Interpretive Summary: Fire ants are considered significant ecological, agricultural, and public health pest throughout their invasive range in the U.S.A. A Scientist at the Center for Medical, Agricultural, and Veterinary Entomology, USDA-ARS, Gainesville, Florida and scientists from several institutions around the world present a draft genome sequence of the fire ant Solenopsis invicta. Several unique aspects of the fire genome are described that are likely linked to the complex social behavior of this species. These extensive sequence data provide a new rich resource for functional genomic studies of this pest ant.

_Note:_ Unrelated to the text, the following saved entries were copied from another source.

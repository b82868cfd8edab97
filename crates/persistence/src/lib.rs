//! Persistence layer for the RentMaster backend.
//!
//! This crate contains:
//! - Connection management with PostgreSQL as primary and SQLite as local fallback
//! - The SQL dialect descriptor and the logical schema rendered per dialect
//! - Statement builders and execution across both backends
//! - Entity definitions (database row mappings)
//! - Repository implementations

pub mod db;
pub mod dialect;
pub mod entities;
pub mod error;
pub mod metrics;
pub mod query;
pub mod repositories;
pub mod schema;

pub use db::{BackendKind, Connection, ConnectionManager, ConnectionState, DatabaseConfig};
pub use dialect::Dialect;
pub use error::PersistenceError;
pub use query::{Filters, Scope, SqlValue};
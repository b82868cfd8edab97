//! Idempotent schema creation.

mod common;

use common::setup;
use persistence::schema::{self, TABLES};

#[tokio::test]
async fn test_setup_twice_keeps_same_tables() {
    let ctx = setup().await;

    let before = {
        let mut conn = ctx.db.acquire().await.unwrap();
        schema::list_tables(&mut conn).await.unwrap()
    };

    ctx.service.init_db().await.unwrap();
    schema::setup_tables(&ctx.db).await.unwrap();

    let after = {
        let mut conn = ctx.db.acquire().await.unwrap();
        schema::list_tables(&mut conn).await.unwrap()
    };

    assert_eq!(before, after);
    assert_eq!(after.len(), TABLES.len());
    for table in TABLES {
        assert!(after.iter().any(|name| name == table.name), "missing {}", table.name);
    }
}

#[tokio::test]
async fn test_setup_preserves_rows() {
    let ctx = setup().await;
    ctx.service.add_language("es", "Spanish").await;

    ctx.service.init_db().await.unwrap();

    assert_eq!(ctx.service.get_languages().await[0].code, "es");
}
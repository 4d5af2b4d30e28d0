//! JSON serialization helpers for deterministic output.

use serde::Serialize;
use serde_json::ser::{PrettyFormatter, Serializer};

/// Error type for serialization operations.
#[derive(Debug, thiserror::Error)]
pub enum SerializationError {
    /// JSON serialization failed.
    #[error("JSON serialization failed: {0}")]
    Serialize(#[from] serde_json::Error),

    /// UTF-8 encoding error.
    #[error("UTF-8 encoding error: {0}")]
    Utf8(#[from] std::string::FromUtf8Error),
}

/// Serializes a value to deterministic JSON.
///
/// Output format:
/// - 2-space indentation
/// - Trailing newline
/// - Struct fields in declaration order
///
/// # Errors
///
/// Returns an error if serialization fails.
pub fn to_json_stable<T: Serialize>(value: &T) -> Result<String, SerializationError> {
    let mut buffer = Vec::new();
    let formatter = PrettyFormatter::with_indent(b"  ");
    let mut serializer = Serializer::with_formatter(&mut buffer, formatter);
    value.serialize(&mut serializer)?;

    let mut json = String::from_utf8(buffer)?;
    json.push('\n');
    Ok(json)
}
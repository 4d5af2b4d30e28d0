//! Clock port for time-related operations

use chrono::{DateTime, Utc};

/// Port for getting the current time.
///
/// Lets tests pin the timestamp written into generated files.
pub trait Clock: Send + Sync {
    /// Returns the current UTC timestamp.
    fn now(&self) -> DateTime<Utc>;
}
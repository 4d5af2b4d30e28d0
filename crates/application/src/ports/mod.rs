//! Port definitions (interfaces)
//!
//! Ports define the boundaries between the application core and external systems.
//! Each port is a trait that can be implemented by adapters in the infrastructure layer.

mod clock;
mod file_system;
mod profile_repository;
mod properties_repository;
mod remote_fetcher;

pub use clock::Clock;
pub use file_system::{FileSystem, FileSystemError};
pub use profile_repository::{ProfileError, ProfileRepository};
pub use properties_repository::{PropertiesError, PropertiesRepository};
pub use remote_fetcher::{RemoteFetchError, RemoteFetcher};
//! Properties repository port
//!
//! Flat `key=value` tables: token tables on input, extracted variables on output.

use std::collections::HashMap;
use std::path::{Path, PathBuf};

use async_trait::async_trait;
use substvar_domain::PropertyMap;

/// Errors that can occur during properties operations.
#[derive(Debug, thiserror::Error)]
pub enum PropertiesError {
    /// Properties file not found.
    #[error("Properties file not found: {}", .0.display())]
    NotFound(PathBuf),

    /// I/O error.
    #[error("I/O error on {}: {reason}", path.display())]
    Io {
        /// Properties file.
        path: PathBuf,
        /// Underlying error.
        reason: String,
    },

    /// The content is not a valid properties file.
    #[error("Malformed properties file {}: {reason}", path.display())]
    Format {
        /// Properties file.
        path: PathBuf,
        /// Parser message, with the line when known.
        reason: String,
    },
}

/// Repository trait for properties files.
#[async_trait]
pub trait PropertiesRepository: Send + Sync {
    /// Reads a properties file. Later duplicates of a key win.
    ///
    /// # Errors
    /// Returns `PropertiesError::NotFound` if the file doesn't exist and
    /// `PropertiesError::Format` if it cannot be parsed.
    async fn load(&self, path: &Path) -> Result<HashMap<String, String>, PropertiesError>;

    /// Writes a properties file in key order, preceded by one `#` line per
    /// comment. Parent directories are created as needed.
    ///
    /// # Errors
    /// Returns an error if the file cannot be written.
    async fn save(
        &self,
        path: &Path,
        properties: &PropertyMap,
        comments: &[String],
    ) -> Result<(), PropertiesError>;

    /// Checks if a properties file exists.
    async fn exists(&self, path: &Path) -> bool;
}
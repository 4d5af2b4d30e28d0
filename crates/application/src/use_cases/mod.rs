//! Application use cases (business logic orchestration).

mod extract_properties;
mod load_tokens;
mod tokenize_profile;

#[cfg(test)]
mod testing;

pub use extract_properties::{
    EXTRACT_HEADER, ExtractProperties, ExtractPropertiesError, ExtractPropertiesOutput,
};
pub use load_tokens::{CommonTokens, LoadTokens, LoadTokensError, LoadTokensInput};
pub use tokenize_profile::{TokenizeProfile, TokenizeProfileError, TokenizeProfileOutput};
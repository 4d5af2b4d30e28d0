//! substvar - command line front end
//!
//! Wires the file system, XML and properties adapters into the tokenize and
//! extract use cases. `main.rs` only parses arguments and reports errors.

pub mod cli;
pub mod commands;
pub mod logging;
pub mod settings;

pub use cli::{Cli, Command};
pub use settings::{Loader, Settings};
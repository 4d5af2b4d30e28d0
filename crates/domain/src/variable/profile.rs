//! A parsed profile: the document tree plus its variable records

use crate::document::Document;
use crate::error::DomainResult;

use super::record::{GlobalVariable, parse_variables};

/// A `.substvar` document together with the variables found in it.
///
/// Variable records point into the document through node identifiers, so
/// the tokenizer edits the same tree the writer later serializes.
#[derive(Debug, Clone)]
pub struct Profile {
    document: Document,
    variables: Vec<GlobalVariable>,
}

impl Profile {
    /// Reads the variables of a document.
    ///
    /// # Errors
    ///
    /// Returns a parse error if a variable has no name.
    pub fn from_document(document: Document) -> DomainResult<Self> {
        let variables = parse_variables(&document)?;
        Ok(Self {
            document,
            variables,
        })
    }

    /// Returns the underlying document.
    #[must_use]
    pub const fn document(&self) -> &Document {
        &self.document
    }

    /// Returns the variables in document order.
    #[must_use]
    pub fn variables(&self) -> &[GlobalVariable] {
        &self.variables
    }

    /// Returns the number of variables.
    #[must_use]
    pub fn len(&self) -> usize {
        self.variables.len()
    }

    /// Returns true if the profile has no variables.
    #[must_use]
    pub fn is_empty(&self) -> bool {
        self.variables.is_empty()
    }

    /// Splits the profile into a mutable document and its variable records.
    ///
    /// Call [`Self::refresh`] once the edits are done so the records match
    /// the tree again.
    pub fn parts_mut(&mut self) -> (&mut Document, &[GlobalVariable]) {
        (&mut self.document, &self.variables)
    }

    /// Re-reads the variable records from the document.
    ///
    /// # Errors
    ///
    /// Returns a parse error if an edit left a variable without a name.
    pub fn refresh(&mut self) -> DomainResult<()> {
        self.variables = parse_variables(&self.document)?;
        Ok(())
    }

    /// Consumes the profile, returning the document for serialization.
    #[must_use]
    pub fn into_document(self) -> Document {
        self.document
    }
}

Technical Abstract: Ants have evolved very complex societies and are key ecosystem members. Some of them are also major pests, as exemplified by the fire ant Solenopsis invicta. We present here the draft genome of S. invicta, assembled from 454 and Illumina reads obtained from a focal haploid male and his brothers. In contrast to other insects, and similar to the honey bee, S. invicta has only two orthologous ILPs and two insulin/IGF-1 receptors. Phylogenetic analyses suggest that these two receptors resulted from an ancient duplication, and that subsequent losses occurred in Diptera and Nasonia. S. invicta also has a functional DNA methylation system, as well as a single putative telomerase ortholog. EST data indicate that this S. invicta telomerase ortholog has at least four strongly supported splice-forms that differ in their use of two sets of mutually exclusive exons. We identified 320 putative Olfactory Receptors, the largest repertoire reported so far in insects. Comparative analyses also reveal an expansion of a specific family of lipid processing genes, possibly associated with the particular mode of colony founding of ants. Furthermore, the fire ant genome harbors four adjacent copies of vitellogenin. Phylogenetic analysis reveals that an ancestral vitellogenin gene first underwent duplication, followed by possibly independent duplications of each of the daughter vitellogenins. The vitellogenin genes have undergone subfunctionalization with queen- and worker-specific expression possibly reflecting differential selection acting on the queen and worker castes. Several unique aspects of the fire genome are likely linked to the complex social behavior of this species.